Viewpoint: Scrap the market approach to healthcare, says Dr Kailash Chand

Building on the founding principles of the NHS can help sustain the health service in the face of rising pressure from an ageing population, argues BMA deputy chairman Dr Kailash Chand, writing in a personal capacity for GPonline.

Dr Kailash Chand: opposes market-based NHS
Dr Kailash Chand: opposes market-based NHS

NHS England medical director Sir Bruce Keogh told The Guardian this morning: ‘If the NHS continues to function as it does now, it’s going to really struggle to cope because the model of delivery and service that we have at the moment is not fit for the future.’

Who can disagree with him? I have huge respect and admiration for Sir Bruce. He has consistently challenged politicians to develop policies that ‘unleash rather than constrain’ the intellectual capital of the NHS’s 1.4m staff.

But the question he needs to address is: who is responsible for this mess? The present administration has asked the health service to save £30bn by 2017 - so much for it finding additional money for the NHS.

Market ethos

The NHS reorganisation is facilitating and encouraging privatisation and outsourcing of care, which wastes money on profits instead of using it all to run the NHS. The creation of a market ethos-led NHS and the corporate philosophy of treating health as a commodity and the patient as a target have resulted in a colossal waste of funds with little real benefit to the patient. There is not a scrap of evidence that the price goes down and efficiency increases when private companies deliver NHS care.

In fact, the evidence points the other way. Costs increase and services may well get worse. The fiasco of hospital cleaning has shown the reality of privatisation: apparent short-term savings, but at the expense of lower hygiene standards and undermining the workforce. The NHS is now less cost effective.

Money is being wasted on turning healthcare into a market, in which providers have to compete rather than co-operate and GPs are legally required to spend money on expensive and lengthy tendering processes.

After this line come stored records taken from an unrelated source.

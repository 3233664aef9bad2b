#![no_main]
use libfuzzer_sys::fuzz_target;

use beacon_consensus_types::{ExecutionPayload, ForkVersion, VersionedSsz};

fuzz_target!(|data: &[u8]| {
    let Some((&sel, bytes)) = data.split_first() else { return };
    let forks = [
        ForkVersion::Bellatrix,
        ForkVersion::Capella,
        ForkVersion::Deneb,
        ForkVersion::Electra,
    ];
    let version = forks[usize::from(sel) % forks.len()];

    if let Ok(payload) = ExecutionPayload::from_ssz_bytes(bytes, version) {
        let enc = payload.ssz_bytes().expect("decoded payload re-encodes");
        assert_eq!(enc, bytes, "accepted a non-canonical encoding");
        // The header form must commit to the same root.
        if let (Ok(header), Ok(root)) = (payload.to_header(), payload.hash_tree_root()) {
            assert_eq!(header.hash_tree_root().ok(), Some(root));
        }
    }
});
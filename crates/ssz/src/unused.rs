//! Reserved fields.
//!
//! A slot in the wire format held for a feature this client does not
//! implement yet. The slot always encodes as zero (or as an empty list).
//! Decoding keeps whatever bytes are there; the owning container runs
//! `enforce_all_unused` afterwards so every violation is reported at once.

use crate::decode::{read_fixed, Decode};
use crate::encode::{Encode, StaticSsz};
use crate::error::{join_errors, Result, SszError};
use crate::hash::HashTreeRoot;
use crate::merkle::Root;

/// One reserved byte. Only zero is valid.
#[derive(Clone, Copy, Debug, Default, PartialEq, Eq, Hash)]
pub struct Unused(u8);

impl Unused {
    pub const fn new() -> Self {
        Self(0)
    }

    /// Wrap an arbitrary byte. Anything but zero fails to encode.
    pub const fn from_raw(b: u8) -> Self {
        Self(b)
    }

    pub const fn is_zero(&self) -> bool {
        self.0 == 0
    }
}

impl Encode for Unused {
    #[inline]
    fn ssz_size(&self) -> usize {
        1
    }

    fn ssz_write(&self, out: &mut Vec<u8>) -> Result<()> {
        self.enforce_unused("unused")?;
        out.push(0);
        Ok(())
    }
}

impl Decode for Unused {
    fn ssz_read(input: &[u8]) -> Result<Self> {
        let [b] = read_fixed::<1>(input)?;
        Ok(Self(b))
    }
}

impl StaticSsz for Unused {
    const SSZ_SIZE: usize = 1;
}

impl HashTreeRoot for Unused {
    fn hash_tree_root(&self) -> Result<Root> {
        let mut r = [0u8; 32];
        r[0] = self.0;
        Ok(r)
    }
}

/// Values that can prove they carry nothing.
pub trait EnforceUnused {
    fn enforce_unused(&self, field: &'static str) -> Result<()>;
}

impl EnforceUnused for Unused {
    fn enforce_unused(&self, field: &'static str) -> Result<()> {
        if self.is_zero() {
            Ok(())
        } else {
            Err(SszError::MustBeUnused { field })
        }
    }
}

/// A reserved sequence must be empty; its elements do not matter.
impl EnforceUnused for Vec<Unused> {
    fn enforce_unused(&self, field: &'static str) -> Result<()> {
        if self.is_empty() {
            Ok(())
        } else {
            Err(SszError::MustBeUnused { field })
        }
    }
}

/// Check every named reserved field, reporting all violations together.
pub fn enforce_all_unused(fields: &[(&'static str, &dyn EnforceUnused)]) -> Result<()> {
    join_errors(fields.iter().map(|&(name, f)| f.enforce_unused(name)))
}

Far from being in charge, GPs are effectively rubber-stamping decisions imposed by NHS England and commissioning support services.

Successive governments over the past two decades have encouraged a 24-hour, consumerist environment - a ‘dial-a-pizza’ approach to healthcare.

Sustainable NHS

Alarmist perceptions of ageing as a fundamental threat to the NHS are greatly overblown. It is undeniable that unprecedented ageing of the UK population presents new challenges to health and long-term care, but the solutions are there.

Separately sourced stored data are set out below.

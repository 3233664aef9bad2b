//! Known-answer vectors for the consensus codecs.
//!
//! `vectors/consensus.json` is produced by `gen/ssz_reference.py`, a
//! schema-driven SSZ encoder that shares no code with the Rust crates. Each
//! positive vector carries the canonical bytes and expected root; each
//! negative vector carries bytes the codec must refuse and the error kind it
//! should report.

use serde::{Deserialize, Serialize};

const CONSENSUS_JSON: &str = include_str!("../vectors/consensus.json");

/// One vector.
#[derive(Debug, Clone, PartialEq, Eq, Serialize, Deserialize)]
pub struct SszKat {
    /// e.g. "body/electra"
    pub name: String,
    /// Rust type the bytes decode as.
    pub type_name: String,
    /// 4-byte fork version as hex, for versioned types.
    pub version: Option<String>,
    pub ssz_hex: String,
    /// Expected hash tree root; absent for negative vectors.
    pub root_hex: Option<String>,
    /// Expected `kind()` of the decode error; absent for positive vectors.
    pub expect_error: Option<String>,
}

impl SszKat {
    pub fn is_negative(&self) -> bool {
        self.expect_error.is_some()
    }

    pub fn ssz_bytes(&self) -> Result<Vec<u8>, hex::FromHexError> {
        hex_to_bytes(&self.ssz_hex)
    }

    pub fn root(&self) -> Result<Option<[u8; 32]>, hex::FromHexError> {
        self.root_hex.as_deref().map(hex_to_array::<32>).transpose()
    }

    pub fn version_bytes(&self) -> Result<Option<[u8; 4]>, hex::FromHexError> {
        self.version.as_deref().map(hex_to_array::<4>).transpose()
    }
}

#[derive(Debug, Clone, Serialize, Deserialize)]
pub struct SszCorpus {
    pub schema: u32,
    pub generator: String,
    pub vectors: Vec<SszKat>,
}

impl SszCorpus {
    pub fn from_slice(json: &[u8]) -> serde_json::Result<Self> {
        serde_json::from_slice(json)
    }

    pub fn from_json_str(s: &str) -> serde_json::Result<Self> {
        serde_json::from_str(s)
    }

    /// Vectors for one type, in file order.
    pub fn of_type<'a>(&'a self, type_name: &'a str) -> impl Iterator<Item = &'a SszKat> + 'a {
        self.vectors.iter().filter(move |v| v.type_name == type_name)
    }
}

/// The embedded consensus corpus.
pub fn consensus_corpus() -> serde_json::Result<SszCorpus> {
    SszCorpus::from_json_str(CONSENSUS_JSON)
}

/// Decode hex with or without a `0x` prefix.
pub fn hex_to_bytes(s: &str) -> Result<Vec<u8>, hex::FromHexError> {
    hex::decode(s.strip_prefix("0x").unwrap_or(s))
}

pub fn hex_to_array<const N: usize>(s: &str) -> Result<[u8; N], hex::FromHexError> {
    let mut out = [0u8; N];
    hex::decode_to_slice(s.strip_prefix("0x").unwrap_or(s), &mut out)?;
    Ok(out)
}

Long-term care, social care, and healthcare should be integrated at different levels of provision, and strengthening primary care is the real key to tackling ageing issues.

As a medical director, Keogh has a great deal to ponder - primary/secondary care capacity, patient demand, political expectations, public perceptions, shrinking budgets, new configurations, quality inspections, integration, technology challenges to name but a few. So can he rise to the challenge? What will healthcare look, feel and sound like in five or 10 years from now?

Is the current model sustainable or will it have to change? In either case, how will it do so? The only way to sustain and reshape the NHS to improve and meet the challenges of the future, including care for an ageing population is to strengthen its founding principles, as a publicly funded and publicly accountable NHS.